» What the task asks:
What is needed is a word-for-word restatement of all the entries.

[Stored items]
◇ ◇ ◇ ◇ ◇ ◇ ◇

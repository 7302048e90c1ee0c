//! Pages - One render function per route
//!
//! Every page shares the same frame: navbar, `<main>`, footer and the toast
//! viewport. [`document`] wraps that frame into a full HTML document;
//! [`reveal_targets`] lists the scroll reveals the runtime must observe
//! while a page is mounted.
//!
//! # Example
//!
//! ```
//! use artvince_site::config::SiteConfig;
//! use artvince_site::pages;
//! use artvince_site::router::Route;
//! use artvince_site::view::ViewContext;
//!
//! let config = SiteConfig::default();
//! let ctx = ViewContext::settled(&config, Route::Mentors);
//! let html = pages::document(&ctx);
//! assert!(html.starts_with("<!DOCTYPE html>"));
//! assert!(html.contains("<title>Mentors | Artvince Academy</title>"));
//! ```

pub mod about;
pub mod contact;
pub mod courses;
pub mod home;
pub mod mentors;
pub mod not_found;

use crate::components::footer::footer;
use crate::components::navbar::navbar;
use crate::components::toaster::toaster;
use crate::components::{observe, reveal, Entrance, RevealTarget};
use crate::router::Route;
use crate::view::{el, Element, Node, ViewContext};

/// Path of the generated stylesheet.
pub const STYLESHEET: &str = "/styles.css";

/// Main content for the current route.
pub fn page_body(ctx: &ViewContext) -> Node {
    match &ctx.route {
        Route::Home => home::home(ctx),
        Route::Courses | Route::CourseCategory(_) => courses::courses(ctx),
        Route::About => about::about(ctx),
        Route::Mentors => mentors::mentors(ctx),
        Route::Contact => contact::contact(ctx),
        Route::NotFound(_) => not_found::not_found(ctx),
    }
}

/// Reveal observations the page needs while mounted.
pub fn reveal_targets(route: &Route) -> Vec<RevealTarget> {
    match route {
        Route::Home => home::reveal_targets(),
        Route::Courses | Route::CourseCategory(_) => courses::reveal_targets(),
        Route::About => about::reveal_targets(),
        Route::Mentors => mentors::reveal_targets(),
        Route::Contact => contact::reveal_targets(),
        Route::NotFound(_) => Vec::new(),
    }
}

/// Navbar, main content, footer and toasts.
pub fn render_page(ctx: &ViewContext) -> Node {
    let main = el("main")
        .class("page")
        .class_if(ctx.route != Route::Home, "page-offset")
        .attr("data-route", ctx.route.path())
        .child(page_body(ctx));
    el("div")
        .class("site noise")
        .child(navbar(ctx))
        .child(main)
        .child(footer(ctx))
        .child(toaster(ctx))
        .into()
}

/// Complete HTML document for the current route.
pub fn document(ctx: &ViewContext) -> String {
    let title = format!("{} | {}", ctx.route.title(), ctx.config.brand_name);
    let head = el("head")
        .child(el("meta").attr("charset", "utf-8"))
        .child(
            el("meta")
                .attr("name", "viewport")
                .attr("content", "width=device-width, initial-scale=1"),
        )
        .child(el("title").text(title))
        .child(el("meta").attr("name", "description").attr("content", ctx.config.tagline.as_str()))
        .child(el("link").attr("rel", "stylesheet").attr("href", ctx.href(STYLESHEET)));
    let html: Node = el("html")
        .attr("lang", "en")
        .child(head)
        .child(el("body").child(render_page(ctx)))
        .into();

    let mut out = String::from("<!DOCTYPE html>\n");
    html.write(&mut out);
    out.push('\n');
    out
}

/// Top-of-page header shared by the inner pages.
pub(crate) struct PageHero<'a> {
    pub reveal_id: &'a str,
    pub eyebrow: Option<&'a str>,
    pub title: &'a str,
    pub highlight: &'a str,
    /// Put the highlight on its own line.
    pub break_before_highlight: bool,
    pub lead: &'a str,
    pub centered: bool,
}

impl PageHero<'_> {
    pub(crate) fn render(&self, ctx: &ViewContext) -> Element {
        let mut heading = el("h1").class("page-title").text(self.title);
        heading = if self.break_before_highlight {
            heading.child(el("br"))
        } else {
            heading.text(" ")
        };
        let heading = heading.child(el("span").class("gradient-text").text(self.highlight));

        let block = el("div")
            .class("page-hero-inner")
            .class_if(self.centered, "text-center")
            .maybe_child(self.eyebrow.map(|eyebrow| el("span").class("eyebrow").text(eyebrow)))
            .child(heading)
            .child(el("p").class("lead").text(self.lead));

        el("section").class("page-hero hero-pattern").child(
            el("div")
                .class("container")
                .child(observe(self.reveal_id, reveal(ctx, self.reveal_id, Entrance::Rise, 0.0, block))),
        )
    }
}

#[cfg(test)]
mod tests {
    use super::*;
    use crate::config::SiteConfig;
    use crate::types::Category;
    use crate::view::RevealPolicy;

    fn setup(config: &SiteConfig, route: Route) -> ViewContext<'_> {
        ViewContext::settled(config, route)
    }

    #[test]
    fn test_every_static_route_renders_a_document() {
        let config = SiteConfig::default();
        for route in Route::static_routes() {
            let html = document(&setup(&config, route.clone()));
            assert!(html.contains(r#"<link rel="stylesheet" href="/styles.css">"#), "{route:?}");
            assert!(html.contains("site-header"), "{route:?}");
            assert!(html.contains("site-footer"), "{route:?}");
        }
    }

    #[test]
    fn test_every_reveal_target_is_observed_once() {
        let config = SiteConfig::default();
        let mut routes = Route::static_routes();
        routes.push(Route::NotFound("/missing".to_string()));
        for route in routes {
            let page = page_body(&setup(&config, route.clone()));
            for (id, _) in reveal_targets(&route) {
                let observed = page.find_all(&|e| e.get_attr("data-observe") == Some(id.as_str()));
                // Category routes render a subset of the catalog cards.
                if matches!(route, Route::CourseCategory(_)) {
                    assert!(observed.len() <= 1, "{route:?} {id}");
                } else {
                    assert_eq!(observed.len(), 1, "{route:?} {id}");
                }
            }
        }
    }

    #[test]
    fn test_every_gated_element_has_a_target() {
        let config = SiteConfig::default();
        for route in Route::static_routes() {
            let targets: Vec<String> = reveal_targets(&route).into_iter().map(|(id, _)| id).collect();
            let page = page_body(&setup(&config, route.clone()));
            for gated in page.find_all(&|e| e.get_attr("data-reveal").is_some()) {
                let id = gated.get_attr("data-reveal").unwrap_or_default();
                assert!(targets.iter().any(|t| t == id), "{route:?} {id}");
            }
        }
    }

    #[test]
    fn test_live_policy_hides_untriggered_content() {
        let config = SiteConfig::default();
        let mut ctx = setup(&config, Route::Mentors);
        ctx.policy = RevealPolicy::Live;
        let html = render_page(&ctx).render();
        assert!(!html.contains("is-visible"));

        ctx.revealed.insert("mentors-hero".to_string());
        let page = render_page(&ctx);
        assert_eq!(page.find_all(&|e| e.has_class("is-visible")).len(), 1);
    }

    #[test]
    fn test_category_route_title() {
        let config = SiteConfig::default();
        let html = document(&setup(&config, Route::CourseCategory(Category::WeaponDesign)));
        assert!(html.contains("<title>Weapon Design Courses | Artvince Academy</title>"));
    }
}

◇ ◇ ◇ ◇ ◇ ◇ ◇

» Task solution:
repository 7302048e90c1ee0c
//! Pages - One render function per route
//!
//! Every page shares the same frame: navbar, `<main>`, footer and the toast
//! viewport. [`document`] wraps that frame into a full HTML document;
//! [`reveal_targets`] lists the scroll reveals the runtime must observe
//! while a page is mounted.
//!
//! # Example
//!
//! ```
//! use artvince_site::config::SiteConfig;
//! use artvince_site::pages;
//! use artvince_site::router::Route;
//! use artvince_site::view::ViewContext;
//!
//! let config = SiteConfig::default();
//! let ctx = ViewContext::settled(&config, Route::Mentors);
//! let html = pages::document(&ctx);
//! assert!(html.starts_with("<!DOCTYPE html>"));
//! assert!(html.contains("<title>Mentors | Artvince Academy</title>"));
//! ```

pub mod about;
pub mod contact;
pub mod courses;
pub mod home;
pub mod mentors;
pub mod not_found;

use crate::components::footer::footer;
use crate::components::navbar::navbar;
use crate::components::toaster::toaster;
use crate::components::{observe, reveal, Entrance, RevealTarget};
use crate::router::Route;
use crate::view::{el, Element, Node, ViewContext};

/// Path of the generated stylesheet.
pub const STYLESHEET: &str = "/styles.css";

/// Main content for the current route.
pub fn page_body(ctx: &ViewContext) -> Node {
    match &ctx.route {
        Route::Home => home::home(ctx),
        Route::Courses | Route::CourseCategory(_) => courses::courses(ctx),
        Route::About => about::about(ctx),
        Route::Mentors => mentors::mentors(ctx),
        Route::Contact => contact::contact(ctx),
        Route::NotFound(_) => not_found::not_found(ctx),
    }
}

/// Reveal observations the page needs while mounted.
pub fn reveal_targets(route: &Route) -> Vec<RevealTarget> {
    match route {
        Route::Home => home::reveal_targets(),
        Route::Courses | Route::CourseCategory(_) => courses::reveal_targets(),
        Route::About => about::reveal_targets(),
        Route::Mentors => mentors::reveal_targets(),
        Route::Contact => contact::reveal_targets(),
        Route::NotFound(_) => Vec::new(),
    }
}

/// Navbar, main content, footer and toasts.
pub fn render_page(ctx: &ViewContext) -> Node {
    let main = el("main")
        .class("page")
        .class_if(ctx.route != Route::Home, "page-offset")
        .attr("data-route", ctx.route.path())
        .child(page_body(ctx));
    el("div")
        .class("site noise")
        .child(navbar(ctx))
        .child(main)
        .child(footer(ctx))
        .child(toaster(ctx))
        .into()
}

/// Complete HTML document for the current route.
pub fn document(ctx: &ViewContext) -> String {
    let title = format!("{} | {}", ctx.route.title(), ctx.config.brand_name);
    let head = el("head")
        .child(el("meta").attr("charset", "utf-8"))
        .child(
            el("meta")
                .attr("name", "viewport")
                .attr("content", "width=device-width, initial-scale=1"),
        )
        .child(el("title").text(title))
        .child(el("meta").attr("name", "description").attr("content", ctx.config.tagline.as_str()))
        .child(el("link").attr("rel", "stylesheet").attr("href", ctx.href(STYLESHEET)));
    let html: Node = el("html")
        .attr("lang", "en")
        .child(head)
        .child(el("body").child(render_page(ctx)))
        .into();

    let mut out = String::from("<!DOCTYPE html>\n");
    html.write(&mut out);
    out.push('\n');
    out
}

/// Top-of-page header shared by the inner pages.
pub(crate) struct PageHero<'a> {
    pub reveal_id: &'a str,
    pub eyebrow: Option<&'a str>,
    pub title: &'a str,
    pub highlight: &'a str,
    /// Put the highlight on its own line.
    pub break_before_highlight: bool,
    pub lead: &'a str,
    pub centered: bool,
}

impl PageHero<'_> {
    pub(crate) fn render(&self, ctx: &ViewContext) -> Element {
        let mut heading = el("h1").class("page-title").text(self.title);
        heading = if self.break_before_highlight {
            heading.child(el("br"))
        } else {
            heading.text(" ")
        };
        let heading = heading.child(el("span").class("gradient-text").text(self.highlight));

        let block = el("div")
            .class("page-hero-inner")
            .class_if(self.centered, "text-center")
            .maybe_child(self.eyebrow.map(|eyebrow| el("span").class("eyebrow").text(eyebrow)))
            .child(heading)
            .child(el("p").class("lead").text(self.lead));

        el("section").class("page-hero hero-pattern").child(
            el("div")
                .class("container")
                .child(observe(self.reveal_id, reveal(ctx, self.reveal_id, Entrance::Rise, 0.0, block))),
        )
    }
}

#[cfg(test)]
mod tests {
    use super::*;
    use crate::config::SiteConfig;
    use crate::types::Category;
    use crate::view::RevealPolicy;

    fn setup(config: &SiteConfig, route: Route) -> ViewContext<'_> {
        ViewContext::settled(config, route)
    }

    #[test]
    fn test_every_static_route_renders_a_document() {
        let config = SiteConfig::default();
        for route in Route::static_routes() {
            let html = document(&setup(&config, route.clone()));
            assert!(html.contains(r#"<link rel="stylesheet" href="/styles.css">"#), "{route:?}");
            assert!(html.contains("site-header"), "{route:?}");
            assert!(html.contains("site-footer"), "{route:?}");
        }
    }

    #[test]
    fn test_every_reveal_target_is_observed_once() {
        let config = SiteConfig::default();
        let mut routes = Route::static_routes();
        routes.push(Route::NotFound("/missing".to_string()));
        for route in routes {
            let page = page_body(&setup(&config, route.clone()));
            for (id, _) in reveal_targets(&route) {
                let observed = page.find_all(&|e| e.get_attr("data-observe") == Some(id.as_str()));
                // Category routes render a subset of the catalog cards.
                if matches!(route, Route::CourseCategory(_)) {
                    assert!(observed.len() <= 1, "{route:?} {id}");
                } else {
                    assert_eq!(observed.len(), 1, "{route:?} {id}");
                }
            }
        }
    }

    #[test]
    fn test_every_gated_element_has_a_target() {
        let config = SiteConfig::default();
        for route in Route::static_routes() {
            let targets: Vec<String> = reveal_targets(&route).into_iter().map(|(id, _)| id).collect();
            let page = page_body(&setup(&config, route.clone()));
            for gated in page.find_all(&|e| e.get_attr("data-reveal").is_some()) {
                let id = gated.get_attr("data-reveal").unwrap_or_default();
                assert!(targets.iter().any(|t| t == id), "{route:?} {id}");
            }
        }
    }

    #[test]
    fn test_live_policy_hides_untriggered_content() {
        let config = SiteConfig::default();
        let mut ctx = setup(&config, Route::Mentors);
        ctx.policy = RevealPolicy::Live;
        let html = render_page(&ctx).render();
        assert!(!html.contains("is-visible"));

        ctx.revealed.insert("mentors-hero".to_string());
        let page = render_page(&ctx);
        assert_eq!(page.find_all(&|e| e.has_class("is-visible")).len(), 1);
    }

    #[test]
    fn test_category_route_title() {
        let config = SiteConfig::default();
        let html = document(&setup(&config, Route::CourseCategory(Category::WeaponDesign)));
        assert!(html.contains("<title>Weapon Design Courses | Artvince Academy</title>"));
    }
}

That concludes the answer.